Harvard College’s buildings were appropriated, forcing faculty and students to move to Concord. YALE had to move to three inland towns because of food shortages. Although classes resumed in New Haven in 1778, the faculty and students were forced to join in the defense of the city against invading British troops the following year. King’s College (now COLUMBIA) was the target of mob violence in New York and later occupied by British troops. It discreetly changed its name to Columbia after the war. Queen’s College (now Rutgers) in New Jersey was, unfortunately, located in the center of the British stronghold in New Brunswick and was forced to move eight miles west during the war. The College of New Jersey in nearby Princeton was used alternately as barracks for British and Continental troops, and the successive battles to keep or regain control of the town left Nassau Hall in ruins at the end of the war. The College of Philadelphia (later the University of Pennsylvania) experienced similar changes of control and suspended all operations in 1777, as did the College of Rhode Island (Brown University), in Providence. The College of William and Mary suspended operations during the battle of Yorktown, which left the president’s house badly damaged by French troops. Education at the primary and secondary level, whether held in churches or in freestanding schools, also came to a halt wherever troops passed through or were stationed because such structures were the first to be commandeered as barracks. But when education resumed, following a battle or the war itself, it included an entirely new curriculum based on a new American history and ideology of individual liberty and freedom from the tyranny of state and church and the doctrine of predestination. The Revolutionary War, in short, produced a revolution in American education as well as in the political system: It gave rise to notions of REPUBLICAN EDUCATION, based on the belief that, if the people were to govern themselves effectively, they would have to be universally educated— the survival of the republic depended on an educated electorate. Thus, the Revolution promoted the concept of universal public education, a concept that would take nearly a century to implement, but one that nevertheless became an integral part of American life.

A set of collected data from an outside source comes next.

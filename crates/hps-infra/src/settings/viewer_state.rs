use std::io::ErrorKind;
use std::path::PathBuf;

use anyhow::{Context, Result};
use async_trait::async_trait;
use hps_core::open::{ViewerHandle, VIEWER_HANDLE_KEY};
use hps_core::ports::ViewerStateStorePort;
use tokio::fs;

use crate::settings::write_atomic;

/// Persists the opaque viewer handle as a one-key JSON file so a
/// recreated screen can reattach instead of reloading.
pub struct FileViewerStateStore {
    path: PathBuf,
}

impl FileViewerStateStore {
    pub fn new(path: impl Into<PathBuf>) -> Self {
        Self { path: path.into() }
    }
}

#[async_trait]
impl ViewerStateStorePort for FileViewerStateStore {
    async fn save(&self, handle: ViewerHandle) -> Result<()> {
        let content = serde_json::to_vec(&serde_json::json!({
            (VIEWER_HANDLE_KEY): handle.as_raw(),
        }))?;
        write_atomic(&self.path, &content).await
    }

    async fn load(&self) -> Result<Option<ViewerHandle>> {
        let bytes = match fs::read(&self.path).await {
            Ok(bytes) => bytes,
            Err(err) if err.kind() == ErrorKind::NotFound => return Ok(None),
            Err(err) => {
                return Err(err)
                    .with_context(|| format!("read {} failed", self.path.display()))
            }
        };
        let value: serde_json::Value = serde_json::from_slice(&bytes)
            .with_context(|| format!("parse {} failed", self.path.display()))?;
        Ok(value
            .get(VIEWER_HANDLE_KEY)
            .and_then(serde_json::Value::as_i64)
            .map(ViewerHandle::from_raw))
    }

    async fn clear(&self) -> Result<()> {
        match fs::remove_file(&self.path).await {
            Ok(()) => Ok(()),
            Err(err) if err.kind() == ErrorKind::NotFound => Ok(()),
            Err(err) => {
                Err(err).with_context(|| format!("remove {} failed", self.path.display()))
            }
        }
    }
}

#[cfg(test)]
mod tests {
    use super::*;

    #[tokio::test]
    async fn handle_round_trips_under_the_fixed_key() {
        let dir = tempfile::tempdir().unwrap();
        let store = FileViewerStateStore::new(dir.path().join("viewer_state.json"));

        store.save(ViewerHandle::from_raw(7341)).await.unwrap();
        assert_eq!(
            store.load().await.unwrap(),
            Some(ViewerHandle::from_raw(7341))
        );

        let raw = std::fs::read_to_string(dir.path().join("viewer_state.json")).unwrap();
        assert!(raw.contains("mobileSurfaceId"));
    }

    #[tokio::test]
    async fn no_file_means_no_saved_state() {
        let dir = tempfile::tempdir().unwrap();
        let store = FileViewerStateStore::new(dir.path().join("viewer_state.json"));
        assert_eq!(store.load().await.unwrap(), None);
    }

    #[tokio::test]
    async fn clear_forgets_the_handle_and_is_idempotent() {
        let dir = tempfile::tempdir().unwrap();
        let store = FileViewerStateStore::new(dir.path().join("viewer_state.json"));

        store.save(ViewerHandle::from_raw(1)).await.unwrap();
        store.clear().await.unwrap();
        store.clear().await.unwrap();
        assert_eq!(store.load().await.unwrap(), None);
    }
}
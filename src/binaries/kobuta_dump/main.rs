use clap::Parser;
use common_base::iterator::AsyncIterator;
use kobuta_format::{FileReader, ReadOptions};
use kobuta_storage::MmapReadableFile;
use serde::Deserialize;
use serde::Serialize;

#[derive(Clone, Debug, Serialize, Deserialize, PartialEq, Parser)]
#[clap(about, version, author)]
struct Config {
    #[clap(long)]
    pub path: String,

    /// Print at most this many records.
    #[clap(long)]
    pub records: Option<usize>,

    /// Skip chunk checksum verification.
    #[clap(long)]
    pub no_verify: bool,
}

#[tokio::main]
async fn main() -> anyhow::Result<()> {
    let config = Config::parse();
    println!("config: {:?}", config);
    if config.path.is_empty() {
        println!("path MUST not be empty!");
        return Ok(());
    }

    let options = ReadOptions::default().with_verify_chunk_checksums(!config.no_verify);
    let f = MmapReadableFile::open(config.path.as_str()).await?;
    let reader = FileReader::open_with_options(f, options).await?;

    // metadata
    {
        let metadata = reader.metadata();
        println!(
            "records={} chunks={} compression={}",
            metadata.record_count, metadata.chunk_count, metadata.compression_id
        );
        println!("schema: {}", metadata.schema);
    }

    // chunk index
    {
        let index = reader.chunk_index();
        for (i, entry) in index.entries().iter().enumerate() {
            let first = index.first_record(i).unwrap_or_default();
            println!("chunk {:06}> first={} {}", i, first, entry);

            let chunk = reader.read_chunk(i).await?;
            for (j, block) in chunk.block_index().iter().enumerate() {
                println!("    block {:04}> {}", j, block);
            }
        }
    }

    // records
    {
        let limit = config.records.unwrap_or(usize::MAX);
        let mut itr = reader.read_sequential();
        let mut i = 0;
        while i < limit {
            let record = match itr.try_next().await? {
                Some(record) => record,
                None => break,
            };
            let fields: Vec<String> = record.values().iter().map(|v| v.to_string()).collect();
            println!("{:010}>| {} |", i, fields.join(" | "));
            i += 1;
        }
    }

    reader.close().await?;
    Ok(())
}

The Revolution also opened the door to secular education. No longer was the Bible the sole reason for learning one’s letters; mechanics, agriculture and the practical skills of building a new nation became the highest educational priorities. Divinity, which had been the primary purpose of pre-Revolution colleges, was nowhere mentioned. God and king would not govern the United States; humans would have to do the job. Even the English language was revolutionized, with the postwar publication in 1783 of NOAH WEBSTER’s new American spelling book, which threw off as many orthographical ties to England as possible. When, in 1819, Thomas Jefferson founded the UNIVERSITY OF VIRGINIA, he purposely omitted all theological courses from the curriculum, which concentrated on architecture, mathematics, engineering, law, the sciences and arts.